* **Exercise details**
Every line holding the string "handlers" should be copied from the listing.

* **Input data**
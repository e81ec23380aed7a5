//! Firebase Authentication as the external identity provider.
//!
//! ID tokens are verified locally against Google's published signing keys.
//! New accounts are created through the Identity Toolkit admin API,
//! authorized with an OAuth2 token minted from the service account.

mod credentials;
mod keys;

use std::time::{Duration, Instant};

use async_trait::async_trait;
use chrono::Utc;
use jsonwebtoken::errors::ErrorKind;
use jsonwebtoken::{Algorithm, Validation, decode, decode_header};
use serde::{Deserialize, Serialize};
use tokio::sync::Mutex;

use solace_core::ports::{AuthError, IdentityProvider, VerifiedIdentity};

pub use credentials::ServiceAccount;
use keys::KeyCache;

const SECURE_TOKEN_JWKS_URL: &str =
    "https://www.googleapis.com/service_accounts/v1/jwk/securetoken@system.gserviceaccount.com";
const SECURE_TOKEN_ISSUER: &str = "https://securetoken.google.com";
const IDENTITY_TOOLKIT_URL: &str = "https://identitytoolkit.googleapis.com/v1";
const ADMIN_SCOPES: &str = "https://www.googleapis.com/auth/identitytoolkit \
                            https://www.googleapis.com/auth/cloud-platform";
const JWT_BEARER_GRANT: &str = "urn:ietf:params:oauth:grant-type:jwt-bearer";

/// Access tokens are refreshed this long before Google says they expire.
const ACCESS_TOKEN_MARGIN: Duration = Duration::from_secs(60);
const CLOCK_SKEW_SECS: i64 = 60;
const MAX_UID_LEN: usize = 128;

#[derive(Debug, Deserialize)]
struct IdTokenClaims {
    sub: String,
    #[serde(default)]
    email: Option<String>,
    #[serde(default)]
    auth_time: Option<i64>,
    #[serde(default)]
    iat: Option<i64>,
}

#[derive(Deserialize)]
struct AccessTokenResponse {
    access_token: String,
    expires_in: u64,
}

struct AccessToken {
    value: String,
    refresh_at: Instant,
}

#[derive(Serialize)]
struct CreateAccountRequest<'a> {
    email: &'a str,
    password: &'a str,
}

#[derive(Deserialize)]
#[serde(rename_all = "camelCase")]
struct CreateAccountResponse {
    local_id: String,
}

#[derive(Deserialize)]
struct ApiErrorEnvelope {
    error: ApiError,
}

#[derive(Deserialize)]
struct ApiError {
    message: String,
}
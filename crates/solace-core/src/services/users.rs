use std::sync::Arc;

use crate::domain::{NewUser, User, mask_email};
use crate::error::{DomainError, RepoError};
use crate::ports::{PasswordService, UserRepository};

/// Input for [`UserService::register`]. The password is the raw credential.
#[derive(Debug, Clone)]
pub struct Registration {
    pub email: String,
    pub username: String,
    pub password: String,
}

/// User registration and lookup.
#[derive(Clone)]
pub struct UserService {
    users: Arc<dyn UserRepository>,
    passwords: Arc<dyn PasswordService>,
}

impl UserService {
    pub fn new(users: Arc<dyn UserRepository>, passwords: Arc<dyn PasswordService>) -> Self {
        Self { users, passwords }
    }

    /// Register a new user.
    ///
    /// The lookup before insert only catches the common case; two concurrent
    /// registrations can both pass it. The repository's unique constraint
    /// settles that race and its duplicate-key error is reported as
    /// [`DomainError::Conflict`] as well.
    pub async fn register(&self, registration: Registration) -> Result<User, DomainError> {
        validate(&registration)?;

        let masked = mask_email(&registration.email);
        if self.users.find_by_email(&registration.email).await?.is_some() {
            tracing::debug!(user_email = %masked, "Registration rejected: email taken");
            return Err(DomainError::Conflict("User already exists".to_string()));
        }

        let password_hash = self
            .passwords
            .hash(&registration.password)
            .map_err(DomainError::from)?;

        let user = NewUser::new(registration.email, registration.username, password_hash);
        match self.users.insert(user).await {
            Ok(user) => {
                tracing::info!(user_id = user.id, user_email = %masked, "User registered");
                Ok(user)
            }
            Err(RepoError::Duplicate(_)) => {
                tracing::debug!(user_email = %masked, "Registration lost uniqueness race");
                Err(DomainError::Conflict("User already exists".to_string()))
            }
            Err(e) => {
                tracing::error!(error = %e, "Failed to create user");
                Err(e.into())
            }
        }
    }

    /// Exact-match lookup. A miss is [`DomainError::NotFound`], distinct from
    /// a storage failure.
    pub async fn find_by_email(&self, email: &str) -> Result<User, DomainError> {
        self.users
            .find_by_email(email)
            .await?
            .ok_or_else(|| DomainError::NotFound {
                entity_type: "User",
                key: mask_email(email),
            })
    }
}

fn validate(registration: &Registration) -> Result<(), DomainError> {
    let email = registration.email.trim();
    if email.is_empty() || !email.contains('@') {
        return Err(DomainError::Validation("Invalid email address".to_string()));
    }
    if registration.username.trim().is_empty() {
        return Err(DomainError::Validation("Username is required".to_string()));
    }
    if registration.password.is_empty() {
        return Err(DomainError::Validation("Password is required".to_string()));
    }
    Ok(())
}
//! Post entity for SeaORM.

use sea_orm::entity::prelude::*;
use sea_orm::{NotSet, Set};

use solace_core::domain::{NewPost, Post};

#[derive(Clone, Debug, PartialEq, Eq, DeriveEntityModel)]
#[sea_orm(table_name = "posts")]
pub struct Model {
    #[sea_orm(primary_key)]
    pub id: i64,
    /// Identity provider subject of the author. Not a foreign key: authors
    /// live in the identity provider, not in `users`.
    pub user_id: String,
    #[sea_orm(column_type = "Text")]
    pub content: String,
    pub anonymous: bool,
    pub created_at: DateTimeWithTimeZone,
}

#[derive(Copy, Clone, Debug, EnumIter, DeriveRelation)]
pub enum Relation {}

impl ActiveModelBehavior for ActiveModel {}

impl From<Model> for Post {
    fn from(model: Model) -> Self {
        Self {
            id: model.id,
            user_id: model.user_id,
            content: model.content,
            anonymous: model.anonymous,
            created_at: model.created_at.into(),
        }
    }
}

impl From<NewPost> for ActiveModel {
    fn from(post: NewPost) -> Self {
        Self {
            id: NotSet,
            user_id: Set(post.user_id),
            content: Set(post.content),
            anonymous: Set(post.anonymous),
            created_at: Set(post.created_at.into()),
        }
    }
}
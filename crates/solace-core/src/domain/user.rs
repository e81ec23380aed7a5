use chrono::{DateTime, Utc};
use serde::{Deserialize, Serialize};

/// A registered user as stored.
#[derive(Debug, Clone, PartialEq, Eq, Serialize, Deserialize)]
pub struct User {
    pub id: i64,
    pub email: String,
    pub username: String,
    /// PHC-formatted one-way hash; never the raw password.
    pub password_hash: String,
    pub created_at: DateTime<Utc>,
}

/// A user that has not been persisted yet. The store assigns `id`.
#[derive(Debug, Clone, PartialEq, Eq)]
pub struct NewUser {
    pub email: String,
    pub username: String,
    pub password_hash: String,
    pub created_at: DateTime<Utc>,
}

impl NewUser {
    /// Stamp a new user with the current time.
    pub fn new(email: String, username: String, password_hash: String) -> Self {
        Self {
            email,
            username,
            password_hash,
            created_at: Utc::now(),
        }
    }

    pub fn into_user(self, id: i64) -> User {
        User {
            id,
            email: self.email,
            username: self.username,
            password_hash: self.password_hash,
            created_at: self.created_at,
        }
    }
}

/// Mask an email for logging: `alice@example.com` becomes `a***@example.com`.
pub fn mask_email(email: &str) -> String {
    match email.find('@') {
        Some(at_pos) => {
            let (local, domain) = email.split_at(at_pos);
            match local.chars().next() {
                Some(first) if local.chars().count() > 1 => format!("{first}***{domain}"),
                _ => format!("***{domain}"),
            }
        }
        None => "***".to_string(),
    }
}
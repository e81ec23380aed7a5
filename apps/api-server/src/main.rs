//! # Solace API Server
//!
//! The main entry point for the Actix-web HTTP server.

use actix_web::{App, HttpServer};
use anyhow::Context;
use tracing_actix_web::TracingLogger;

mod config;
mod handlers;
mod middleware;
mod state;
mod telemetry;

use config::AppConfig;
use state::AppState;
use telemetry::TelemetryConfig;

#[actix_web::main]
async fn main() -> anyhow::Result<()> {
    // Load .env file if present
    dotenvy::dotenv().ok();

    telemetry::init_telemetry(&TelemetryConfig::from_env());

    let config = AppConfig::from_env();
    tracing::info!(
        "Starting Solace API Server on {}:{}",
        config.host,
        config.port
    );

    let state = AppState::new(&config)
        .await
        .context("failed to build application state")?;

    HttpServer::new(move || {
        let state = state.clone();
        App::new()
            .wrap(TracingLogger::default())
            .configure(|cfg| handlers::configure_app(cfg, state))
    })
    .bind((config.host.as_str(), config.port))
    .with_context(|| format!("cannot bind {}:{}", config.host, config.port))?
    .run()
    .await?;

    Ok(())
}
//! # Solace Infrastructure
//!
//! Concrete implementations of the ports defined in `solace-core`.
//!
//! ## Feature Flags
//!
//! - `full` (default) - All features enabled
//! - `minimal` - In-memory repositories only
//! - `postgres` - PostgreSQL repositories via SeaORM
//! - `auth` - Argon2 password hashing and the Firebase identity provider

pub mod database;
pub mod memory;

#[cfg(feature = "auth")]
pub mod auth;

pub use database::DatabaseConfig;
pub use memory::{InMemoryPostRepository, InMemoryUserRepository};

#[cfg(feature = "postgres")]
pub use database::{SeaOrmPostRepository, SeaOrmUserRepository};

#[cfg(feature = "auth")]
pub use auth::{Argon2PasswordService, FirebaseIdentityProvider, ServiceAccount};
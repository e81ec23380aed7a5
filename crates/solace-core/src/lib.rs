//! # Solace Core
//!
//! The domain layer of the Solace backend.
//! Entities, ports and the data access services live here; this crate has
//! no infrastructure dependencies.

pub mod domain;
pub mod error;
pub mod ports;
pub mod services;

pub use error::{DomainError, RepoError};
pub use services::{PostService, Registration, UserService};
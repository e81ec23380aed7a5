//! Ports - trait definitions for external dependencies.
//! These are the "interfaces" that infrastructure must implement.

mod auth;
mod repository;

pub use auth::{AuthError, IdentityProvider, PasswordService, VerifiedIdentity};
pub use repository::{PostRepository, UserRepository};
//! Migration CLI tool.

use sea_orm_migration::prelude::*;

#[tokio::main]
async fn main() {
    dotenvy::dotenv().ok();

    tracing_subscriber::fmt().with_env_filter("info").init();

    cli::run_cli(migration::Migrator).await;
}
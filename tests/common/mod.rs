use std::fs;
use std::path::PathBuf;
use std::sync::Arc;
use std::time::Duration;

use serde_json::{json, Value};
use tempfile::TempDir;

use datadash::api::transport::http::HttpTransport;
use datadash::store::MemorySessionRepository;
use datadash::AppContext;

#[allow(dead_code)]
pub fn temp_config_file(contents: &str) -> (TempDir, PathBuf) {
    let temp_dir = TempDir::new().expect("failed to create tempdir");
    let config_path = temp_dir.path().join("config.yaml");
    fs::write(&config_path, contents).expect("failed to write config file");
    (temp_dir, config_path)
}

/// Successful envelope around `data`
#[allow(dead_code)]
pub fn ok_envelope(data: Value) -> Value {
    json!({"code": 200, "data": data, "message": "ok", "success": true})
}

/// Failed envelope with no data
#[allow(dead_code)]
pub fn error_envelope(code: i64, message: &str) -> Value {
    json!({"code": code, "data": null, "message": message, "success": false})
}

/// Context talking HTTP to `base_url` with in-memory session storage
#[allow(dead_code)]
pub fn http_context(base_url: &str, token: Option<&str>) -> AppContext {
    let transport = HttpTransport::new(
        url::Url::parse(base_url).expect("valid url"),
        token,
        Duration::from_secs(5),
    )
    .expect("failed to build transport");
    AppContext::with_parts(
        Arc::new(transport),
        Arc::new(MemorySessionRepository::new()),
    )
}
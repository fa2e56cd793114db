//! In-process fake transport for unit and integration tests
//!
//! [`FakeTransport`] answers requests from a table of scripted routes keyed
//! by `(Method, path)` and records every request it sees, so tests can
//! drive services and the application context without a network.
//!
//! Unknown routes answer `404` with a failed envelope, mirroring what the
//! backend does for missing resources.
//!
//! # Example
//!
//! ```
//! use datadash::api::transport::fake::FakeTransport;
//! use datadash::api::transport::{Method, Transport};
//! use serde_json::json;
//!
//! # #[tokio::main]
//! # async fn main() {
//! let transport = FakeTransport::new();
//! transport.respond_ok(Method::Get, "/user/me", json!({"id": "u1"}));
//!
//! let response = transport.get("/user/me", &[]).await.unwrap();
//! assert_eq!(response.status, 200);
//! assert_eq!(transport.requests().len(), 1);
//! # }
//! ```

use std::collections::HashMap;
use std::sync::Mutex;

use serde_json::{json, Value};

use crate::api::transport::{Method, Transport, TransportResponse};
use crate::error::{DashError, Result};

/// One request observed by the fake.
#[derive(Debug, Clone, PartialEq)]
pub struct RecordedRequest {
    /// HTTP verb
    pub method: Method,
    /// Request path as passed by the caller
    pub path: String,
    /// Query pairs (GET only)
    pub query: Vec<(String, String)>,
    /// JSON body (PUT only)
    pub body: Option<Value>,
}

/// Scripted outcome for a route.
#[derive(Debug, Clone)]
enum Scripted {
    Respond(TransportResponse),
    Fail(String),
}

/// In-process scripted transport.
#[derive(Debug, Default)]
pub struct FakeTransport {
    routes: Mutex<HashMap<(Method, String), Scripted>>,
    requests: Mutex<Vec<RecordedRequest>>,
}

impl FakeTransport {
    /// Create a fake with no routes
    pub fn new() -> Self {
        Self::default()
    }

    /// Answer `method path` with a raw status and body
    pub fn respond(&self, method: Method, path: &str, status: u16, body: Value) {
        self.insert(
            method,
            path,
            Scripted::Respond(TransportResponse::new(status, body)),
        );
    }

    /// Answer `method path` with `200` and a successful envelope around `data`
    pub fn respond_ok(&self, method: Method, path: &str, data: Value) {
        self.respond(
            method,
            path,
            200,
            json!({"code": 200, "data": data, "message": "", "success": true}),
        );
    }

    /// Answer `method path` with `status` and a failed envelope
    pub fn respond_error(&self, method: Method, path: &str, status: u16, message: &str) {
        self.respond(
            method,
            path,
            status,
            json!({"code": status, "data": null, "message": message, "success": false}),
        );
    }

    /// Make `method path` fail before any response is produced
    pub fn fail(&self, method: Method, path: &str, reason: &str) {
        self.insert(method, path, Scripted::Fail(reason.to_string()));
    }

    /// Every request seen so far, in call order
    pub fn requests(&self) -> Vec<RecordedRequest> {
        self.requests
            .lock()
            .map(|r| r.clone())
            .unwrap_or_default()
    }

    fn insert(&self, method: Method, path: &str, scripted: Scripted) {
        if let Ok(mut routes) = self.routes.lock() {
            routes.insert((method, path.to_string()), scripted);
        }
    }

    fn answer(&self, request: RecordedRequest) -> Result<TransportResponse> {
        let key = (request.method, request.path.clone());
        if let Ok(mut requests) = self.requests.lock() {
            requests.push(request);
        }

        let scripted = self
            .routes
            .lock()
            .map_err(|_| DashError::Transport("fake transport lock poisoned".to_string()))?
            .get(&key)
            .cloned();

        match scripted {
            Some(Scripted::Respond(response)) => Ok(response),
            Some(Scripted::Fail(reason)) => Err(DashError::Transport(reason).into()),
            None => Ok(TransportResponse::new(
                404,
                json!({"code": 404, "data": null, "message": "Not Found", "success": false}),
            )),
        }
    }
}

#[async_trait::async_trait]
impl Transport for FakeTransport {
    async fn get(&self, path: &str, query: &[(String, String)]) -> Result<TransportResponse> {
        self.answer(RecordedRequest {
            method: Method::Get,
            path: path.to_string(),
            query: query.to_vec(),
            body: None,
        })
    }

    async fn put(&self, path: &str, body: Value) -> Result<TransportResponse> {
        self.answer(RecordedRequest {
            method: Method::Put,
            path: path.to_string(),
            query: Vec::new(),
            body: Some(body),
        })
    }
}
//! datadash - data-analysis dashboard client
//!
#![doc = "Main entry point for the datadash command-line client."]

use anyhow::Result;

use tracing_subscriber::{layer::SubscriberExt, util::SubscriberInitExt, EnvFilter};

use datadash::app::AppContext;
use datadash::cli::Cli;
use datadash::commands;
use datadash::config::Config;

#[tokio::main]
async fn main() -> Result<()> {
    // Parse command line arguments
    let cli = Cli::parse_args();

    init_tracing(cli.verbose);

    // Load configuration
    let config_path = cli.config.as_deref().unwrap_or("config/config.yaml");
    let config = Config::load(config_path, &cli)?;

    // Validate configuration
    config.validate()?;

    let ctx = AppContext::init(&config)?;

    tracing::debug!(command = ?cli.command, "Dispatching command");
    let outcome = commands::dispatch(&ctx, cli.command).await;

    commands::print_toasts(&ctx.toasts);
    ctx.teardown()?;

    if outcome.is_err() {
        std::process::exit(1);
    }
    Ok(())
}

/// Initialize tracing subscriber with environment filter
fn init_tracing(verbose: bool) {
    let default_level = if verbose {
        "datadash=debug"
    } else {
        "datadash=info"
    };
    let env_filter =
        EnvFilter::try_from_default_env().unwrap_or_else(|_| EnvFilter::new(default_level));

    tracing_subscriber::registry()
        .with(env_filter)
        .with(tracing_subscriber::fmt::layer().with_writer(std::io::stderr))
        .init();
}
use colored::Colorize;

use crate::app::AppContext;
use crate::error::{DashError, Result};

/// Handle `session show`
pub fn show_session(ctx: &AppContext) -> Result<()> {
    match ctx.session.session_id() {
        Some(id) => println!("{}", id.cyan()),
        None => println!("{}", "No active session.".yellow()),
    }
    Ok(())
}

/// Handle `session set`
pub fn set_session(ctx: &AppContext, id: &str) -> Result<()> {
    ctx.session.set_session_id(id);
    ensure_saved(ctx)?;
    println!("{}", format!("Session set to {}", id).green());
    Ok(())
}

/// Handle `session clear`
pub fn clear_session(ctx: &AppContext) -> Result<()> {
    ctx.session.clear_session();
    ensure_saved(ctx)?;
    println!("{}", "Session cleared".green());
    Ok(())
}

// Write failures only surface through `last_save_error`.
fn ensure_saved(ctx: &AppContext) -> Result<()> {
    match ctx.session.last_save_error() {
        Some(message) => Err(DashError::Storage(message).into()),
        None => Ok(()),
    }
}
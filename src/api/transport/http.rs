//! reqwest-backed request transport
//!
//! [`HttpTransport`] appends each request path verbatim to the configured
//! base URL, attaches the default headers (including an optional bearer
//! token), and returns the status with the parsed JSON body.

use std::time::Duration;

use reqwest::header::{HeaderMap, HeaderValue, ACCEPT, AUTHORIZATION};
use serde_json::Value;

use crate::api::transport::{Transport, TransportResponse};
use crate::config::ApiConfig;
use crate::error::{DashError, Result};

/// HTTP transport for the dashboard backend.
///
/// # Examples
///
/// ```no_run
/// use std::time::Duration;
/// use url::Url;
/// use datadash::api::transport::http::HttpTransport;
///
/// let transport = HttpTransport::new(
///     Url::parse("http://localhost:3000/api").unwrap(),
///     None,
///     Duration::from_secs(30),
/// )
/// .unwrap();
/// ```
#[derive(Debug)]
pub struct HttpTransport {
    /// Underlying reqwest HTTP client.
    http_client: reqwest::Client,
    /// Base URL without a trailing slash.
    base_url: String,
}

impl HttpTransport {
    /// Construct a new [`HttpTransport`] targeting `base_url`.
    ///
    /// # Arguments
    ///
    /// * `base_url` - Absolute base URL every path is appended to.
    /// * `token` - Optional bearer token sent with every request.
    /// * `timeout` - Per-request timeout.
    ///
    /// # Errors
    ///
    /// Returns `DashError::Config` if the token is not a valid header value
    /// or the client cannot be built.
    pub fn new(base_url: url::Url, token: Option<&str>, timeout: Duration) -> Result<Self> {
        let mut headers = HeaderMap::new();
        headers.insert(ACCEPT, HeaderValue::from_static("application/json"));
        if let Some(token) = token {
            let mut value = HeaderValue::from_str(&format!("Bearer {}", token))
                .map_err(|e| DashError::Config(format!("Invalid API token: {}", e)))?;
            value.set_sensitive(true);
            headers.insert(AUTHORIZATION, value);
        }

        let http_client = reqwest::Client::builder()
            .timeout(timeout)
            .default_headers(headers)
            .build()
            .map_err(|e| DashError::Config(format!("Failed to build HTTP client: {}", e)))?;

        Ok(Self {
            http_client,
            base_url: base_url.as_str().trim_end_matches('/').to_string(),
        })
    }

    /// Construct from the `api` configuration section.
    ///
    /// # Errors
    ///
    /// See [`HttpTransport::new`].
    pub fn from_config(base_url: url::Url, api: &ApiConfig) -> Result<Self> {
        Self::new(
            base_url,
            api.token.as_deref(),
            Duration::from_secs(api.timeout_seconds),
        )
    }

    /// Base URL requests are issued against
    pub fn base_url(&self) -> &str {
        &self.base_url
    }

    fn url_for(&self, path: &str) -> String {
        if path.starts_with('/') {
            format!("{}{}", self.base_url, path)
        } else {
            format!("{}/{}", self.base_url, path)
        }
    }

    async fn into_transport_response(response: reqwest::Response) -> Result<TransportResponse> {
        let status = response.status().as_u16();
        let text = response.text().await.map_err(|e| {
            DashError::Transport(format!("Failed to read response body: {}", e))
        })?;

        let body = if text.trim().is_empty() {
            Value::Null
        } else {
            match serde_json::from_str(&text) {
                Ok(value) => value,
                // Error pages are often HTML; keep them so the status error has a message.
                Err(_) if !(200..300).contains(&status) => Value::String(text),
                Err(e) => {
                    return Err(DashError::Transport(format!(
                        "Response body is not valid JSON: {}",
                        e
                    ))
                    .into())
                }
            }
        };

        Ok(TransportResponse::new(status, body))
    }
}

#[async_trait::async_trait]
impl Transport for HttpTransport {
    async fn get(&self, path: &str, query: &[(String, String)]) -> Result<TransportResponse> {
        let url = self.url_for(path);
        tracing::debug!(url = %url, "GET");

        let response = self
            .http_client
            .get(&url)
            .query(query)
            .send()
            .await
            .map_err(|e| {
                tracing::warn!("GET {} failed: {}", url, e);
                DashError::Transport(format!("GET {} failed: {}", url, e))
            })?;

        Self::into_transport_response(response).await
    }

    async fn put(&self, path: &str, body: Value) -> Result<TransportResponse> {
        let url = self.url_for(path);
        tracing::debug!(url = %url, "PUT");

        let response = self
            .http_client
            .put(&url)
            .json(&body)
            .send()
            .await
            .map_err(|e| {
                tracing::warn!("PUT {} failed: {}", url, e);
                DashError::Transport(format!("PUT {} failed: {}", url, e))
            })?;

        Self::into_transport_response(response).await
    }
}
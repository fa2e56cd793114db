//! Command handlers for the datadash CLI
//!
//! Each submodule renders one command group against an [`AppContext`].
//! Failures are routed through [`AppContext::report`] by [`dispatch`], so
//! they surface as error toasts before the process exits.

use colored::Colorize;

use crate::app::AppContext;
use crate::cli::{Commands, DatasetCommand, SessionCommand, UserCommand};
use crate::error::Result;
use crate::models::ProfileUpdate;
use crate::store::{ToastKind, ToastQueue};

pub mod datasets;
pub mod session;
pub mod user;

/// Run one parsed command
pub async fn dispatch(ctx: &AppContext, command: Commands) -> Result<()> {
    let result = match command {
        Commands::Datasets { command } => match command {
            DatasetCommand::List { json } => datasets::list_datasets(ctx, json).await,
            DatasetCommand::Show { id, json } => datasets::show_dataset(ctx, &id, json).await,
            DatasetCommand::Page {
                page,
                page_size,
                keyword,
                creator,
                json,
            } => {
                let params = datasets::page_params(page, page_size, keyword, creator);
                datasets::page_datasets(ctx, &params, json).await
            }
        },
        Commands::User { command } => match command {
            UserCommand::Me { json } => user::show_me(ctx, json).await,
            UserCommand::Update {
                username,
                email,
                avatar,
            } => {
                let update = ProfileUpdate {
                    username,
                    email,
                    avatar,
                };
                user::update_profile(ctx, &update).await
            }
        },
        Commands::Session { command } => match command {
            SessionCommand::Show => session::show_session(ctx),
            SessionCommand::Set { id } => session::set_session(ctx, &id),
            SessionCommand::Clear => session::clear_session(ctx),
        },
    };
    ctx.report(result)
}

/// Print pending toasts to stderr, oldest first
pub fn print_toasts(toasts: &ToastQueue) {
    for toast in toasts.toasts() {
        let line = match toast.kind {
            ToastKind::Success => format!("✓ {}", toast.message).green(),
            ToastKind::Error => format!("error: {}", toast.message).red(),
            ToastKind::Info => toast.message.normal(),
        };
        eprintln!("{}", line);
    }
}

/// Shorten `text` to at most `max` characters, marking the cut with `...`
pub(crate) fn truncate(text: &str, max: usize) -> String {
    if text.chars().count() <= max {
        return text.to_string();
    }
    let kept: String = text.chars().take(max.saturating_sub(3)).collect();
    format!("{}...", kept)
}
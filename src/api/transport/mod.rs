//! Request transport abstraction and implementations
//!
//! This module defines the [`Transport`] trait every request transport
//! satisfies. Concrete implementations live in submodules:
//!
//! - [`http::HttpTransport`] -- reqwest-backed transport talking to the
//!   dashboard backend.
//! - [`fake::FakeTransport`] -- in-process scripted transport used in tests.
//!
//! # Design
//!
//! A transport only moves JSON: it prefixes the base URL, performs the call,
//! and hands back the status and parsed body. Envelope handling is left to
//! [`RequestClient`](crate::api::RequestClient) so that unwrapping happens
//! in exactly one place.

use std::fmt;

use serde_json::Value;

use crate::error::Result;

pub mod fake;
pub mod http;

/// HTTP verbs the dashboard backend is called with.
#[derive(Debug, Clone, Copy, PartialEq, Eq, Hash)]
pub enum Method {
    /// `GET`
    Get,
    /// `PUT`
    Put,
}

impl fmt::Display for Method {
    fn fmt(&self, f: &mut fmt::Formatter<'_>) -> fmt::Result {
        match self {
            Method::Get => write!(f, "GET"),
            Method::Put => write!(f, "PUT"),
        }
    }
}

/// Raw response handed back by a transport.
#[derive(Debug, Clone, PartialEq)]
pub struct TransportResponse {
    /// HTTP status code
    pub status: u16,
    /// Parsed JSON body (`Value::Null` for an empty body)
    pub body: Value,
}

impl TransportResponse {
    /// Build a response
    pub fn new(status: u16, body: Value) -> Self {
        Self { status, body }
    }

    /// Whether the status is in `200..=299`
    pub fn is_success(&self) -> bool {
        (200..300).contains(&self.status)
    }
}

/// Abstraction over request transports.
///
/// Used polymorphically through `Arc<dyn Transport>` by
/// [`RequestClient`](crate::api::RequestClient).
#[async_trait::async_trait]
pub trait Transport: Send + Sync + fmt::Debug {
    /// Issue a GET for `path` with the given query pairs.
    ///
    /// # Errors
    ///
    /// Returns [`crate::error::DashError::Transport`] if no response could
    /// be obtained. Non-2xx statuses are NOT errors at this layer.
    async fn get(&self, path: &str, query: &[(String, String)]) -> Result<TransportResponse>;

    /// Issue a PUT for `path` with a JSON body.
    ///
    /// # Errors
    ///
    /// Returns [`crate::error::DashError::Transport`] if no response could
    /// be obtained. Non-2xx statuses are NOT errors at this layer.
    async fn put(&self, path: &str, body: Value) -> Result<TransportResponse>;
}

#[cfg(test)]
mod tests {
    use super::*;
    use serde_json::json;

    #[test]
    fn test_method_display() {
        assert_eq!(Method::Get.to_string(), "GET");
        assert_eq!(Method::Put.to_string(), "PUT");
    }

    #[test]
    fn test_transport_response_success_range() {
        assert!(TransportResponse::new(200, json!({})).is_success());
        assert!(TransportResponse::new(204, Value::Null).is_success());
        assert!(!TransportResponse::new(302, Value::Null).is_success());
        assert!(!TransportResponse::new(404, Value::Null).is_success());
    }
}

* **Output of the task**
mod handlers;
            .configure(|cfg| handlers::configure_app(cfg, state))
//! Command handlers for the datadash CLI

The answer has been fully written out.